* _Work item_: Look below for the line that has "let code_token = handle". Set down the lines from there through the line that has "phone_number, code_token, code)", exactly as written.

* _Provided information_:
□ □ □ □ □ □ □

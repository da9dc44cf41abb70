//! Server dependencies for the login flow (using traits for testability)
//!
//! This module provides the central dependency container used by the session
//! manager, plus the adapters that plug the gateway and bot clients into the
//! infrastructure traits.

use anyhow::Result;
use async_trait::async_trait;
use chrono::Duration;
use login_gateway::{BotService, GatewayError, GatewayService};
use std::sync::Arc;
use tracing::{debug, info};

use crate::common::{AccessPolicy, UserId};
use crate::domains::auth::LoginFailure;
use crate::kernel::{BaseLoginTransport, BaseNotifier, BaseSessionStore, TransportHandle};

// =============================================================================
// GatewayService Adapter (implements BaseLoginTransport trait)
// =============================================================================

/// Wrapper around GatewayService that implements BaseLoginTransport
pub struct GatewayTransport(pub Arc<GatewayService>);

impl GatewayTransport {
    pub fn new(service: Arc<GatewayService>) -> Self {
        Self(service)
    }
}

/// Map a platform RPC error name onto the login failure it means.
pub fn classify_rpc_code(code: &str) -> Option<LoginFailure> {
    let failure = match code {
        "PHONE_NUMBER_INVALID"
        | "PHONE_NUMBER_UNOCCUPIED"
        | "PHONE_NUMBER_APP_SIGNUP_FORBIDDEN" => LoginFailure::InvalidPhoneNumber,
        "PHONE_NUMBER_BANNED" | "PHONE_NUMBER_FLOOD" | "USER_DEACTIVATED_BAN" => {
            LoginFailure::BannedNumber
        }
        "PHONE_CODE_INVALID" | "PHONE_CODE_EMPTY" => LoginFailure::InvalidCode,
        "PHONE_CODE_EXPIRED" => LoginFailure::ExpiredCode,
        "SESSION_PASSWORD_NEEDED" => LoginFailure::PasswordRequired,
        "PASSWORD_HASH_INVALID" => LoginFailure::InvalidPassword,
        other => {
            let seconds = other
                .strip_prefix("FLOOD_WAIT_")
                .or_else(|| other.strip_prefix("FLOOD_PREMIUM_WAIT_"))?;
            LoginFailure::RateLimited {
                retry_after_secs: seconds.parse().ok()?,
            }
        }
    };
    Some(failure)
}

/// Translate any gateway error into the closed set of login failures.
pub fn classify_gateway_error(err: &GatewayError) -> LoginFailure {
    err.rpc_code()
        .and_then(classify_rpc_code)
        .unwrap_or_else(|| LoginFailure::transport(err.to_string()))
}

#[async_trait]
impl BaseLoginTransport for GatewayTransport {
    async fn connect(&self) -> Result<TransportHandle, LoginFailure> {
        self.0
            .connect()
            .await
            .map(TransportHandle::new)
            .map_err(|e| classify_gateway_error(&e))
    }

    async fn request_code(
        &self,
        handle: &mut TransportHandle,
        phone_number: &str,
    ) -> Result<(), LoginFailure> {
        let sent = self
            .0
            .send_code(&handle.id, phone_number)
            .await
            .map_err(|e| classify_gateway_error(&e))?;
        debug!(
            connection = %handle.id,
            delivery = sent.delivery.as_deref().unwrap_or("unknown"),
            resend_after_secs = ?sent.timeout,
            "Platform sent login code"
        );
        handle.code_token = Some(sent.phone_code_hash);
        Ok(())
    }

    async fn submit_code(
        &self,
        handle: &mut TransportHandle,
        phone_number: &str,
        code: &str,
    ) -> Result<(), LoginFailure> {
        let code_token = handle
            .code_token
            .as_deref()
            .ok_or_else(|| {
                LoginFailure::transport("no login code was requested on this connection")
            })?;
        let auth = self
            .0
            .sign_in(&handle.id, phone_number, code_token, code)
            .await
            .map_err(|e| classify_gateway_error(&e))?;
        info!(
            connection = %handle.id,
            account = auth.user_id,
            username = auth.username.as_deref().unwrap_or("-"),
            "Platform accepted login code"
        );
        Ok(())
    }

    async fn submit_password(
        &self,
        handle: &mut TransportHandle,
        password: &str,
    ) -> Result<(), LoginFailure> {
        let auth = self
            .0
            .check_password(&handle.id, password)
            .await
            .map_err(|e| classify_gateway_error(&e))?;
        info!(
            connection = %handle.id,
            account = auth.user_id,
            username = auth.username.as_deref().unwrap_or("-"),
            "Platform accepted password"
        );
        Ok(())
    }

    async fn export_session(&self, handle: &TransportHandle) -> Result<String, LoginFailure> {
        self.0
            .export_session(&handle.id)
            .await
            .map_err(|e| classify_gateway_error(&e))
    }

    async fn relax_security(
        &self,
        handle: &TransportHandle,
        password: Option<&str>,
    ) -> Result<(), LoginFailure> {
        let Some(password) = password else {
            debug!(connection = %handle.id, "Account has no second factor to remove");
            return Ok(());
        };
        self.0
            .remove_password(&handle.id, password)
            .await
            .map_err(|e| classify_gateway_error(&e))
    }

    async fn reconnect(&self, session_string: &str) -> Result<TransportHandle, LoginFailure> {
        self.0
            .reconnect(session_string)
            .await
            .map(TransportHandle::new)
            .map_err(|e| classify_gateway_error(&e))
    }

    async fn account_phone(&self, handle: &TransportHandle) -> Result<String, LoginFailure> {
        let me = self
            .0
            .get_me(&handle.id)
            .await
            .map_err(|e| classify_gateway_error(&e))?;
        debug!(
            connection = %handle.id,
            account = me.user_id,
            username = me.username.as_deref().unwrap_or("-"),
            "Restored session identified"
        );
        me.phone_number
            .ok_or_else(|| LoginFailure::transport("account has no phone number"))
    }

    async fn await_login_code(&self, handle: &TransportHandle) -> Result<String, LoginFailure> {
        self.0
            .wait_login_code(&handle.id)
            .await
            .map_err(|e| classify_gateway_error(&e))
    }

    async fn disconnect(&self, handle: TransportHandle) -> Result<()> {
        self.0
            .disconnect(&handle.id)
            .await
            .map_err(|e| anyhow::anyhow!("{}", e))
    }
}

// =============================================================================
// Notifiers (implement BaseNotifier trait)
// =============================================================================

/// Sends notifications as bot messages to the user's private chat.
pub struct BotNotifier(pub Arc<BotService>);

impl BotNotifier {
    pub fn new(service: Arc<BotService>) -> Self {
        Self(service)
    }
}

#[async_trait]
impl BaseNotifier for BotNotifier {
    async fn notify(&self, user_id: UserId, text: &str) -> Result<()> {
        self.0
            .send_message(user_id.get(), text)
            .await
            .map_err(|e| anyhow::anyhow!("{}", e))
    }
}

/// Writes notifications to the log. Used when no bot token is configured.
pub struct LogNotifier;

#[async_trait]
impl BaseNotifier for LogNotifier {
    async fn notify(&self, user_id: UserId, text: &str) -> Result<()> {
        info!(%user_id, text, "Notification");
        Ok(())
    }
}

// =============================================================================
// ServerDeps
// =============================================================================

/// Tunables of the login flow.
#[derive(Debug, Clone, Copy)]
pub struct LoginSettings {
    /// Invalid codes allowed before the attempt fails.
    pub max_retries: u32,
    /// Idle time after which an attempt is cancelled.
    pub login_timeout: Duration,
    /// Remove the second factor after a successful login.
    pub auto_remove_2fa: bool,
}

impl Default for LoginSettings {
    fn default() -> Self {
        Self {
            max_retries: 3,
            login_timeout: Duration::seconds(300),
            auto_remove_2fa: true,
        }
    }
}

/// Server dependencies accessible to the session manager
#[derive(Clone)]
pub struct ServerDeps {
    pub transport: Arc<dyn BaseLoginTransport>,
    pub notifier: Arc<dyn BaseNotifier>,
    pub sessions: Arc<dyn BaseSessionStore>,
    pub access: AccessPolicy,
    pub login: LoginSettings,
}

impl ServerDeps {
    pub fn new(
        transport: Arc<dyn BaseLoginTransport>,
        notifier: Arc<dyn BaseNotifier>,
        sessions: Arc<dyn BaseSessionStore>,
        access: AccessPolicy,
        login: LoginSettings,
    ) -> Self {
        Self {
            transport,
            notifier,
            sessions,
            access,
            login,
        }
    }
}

□ □ □ □ □ □ □

* _Task solution_:
        let code_token = handle
            .code_token
            .as_deref()
            .ok_or_else(|| {
                LoginFailure::transport("no login code was requested on this connection")
            })?;
        let auth = self
            .0
            .sign_in(&handle.id, phone_number, code_token, code)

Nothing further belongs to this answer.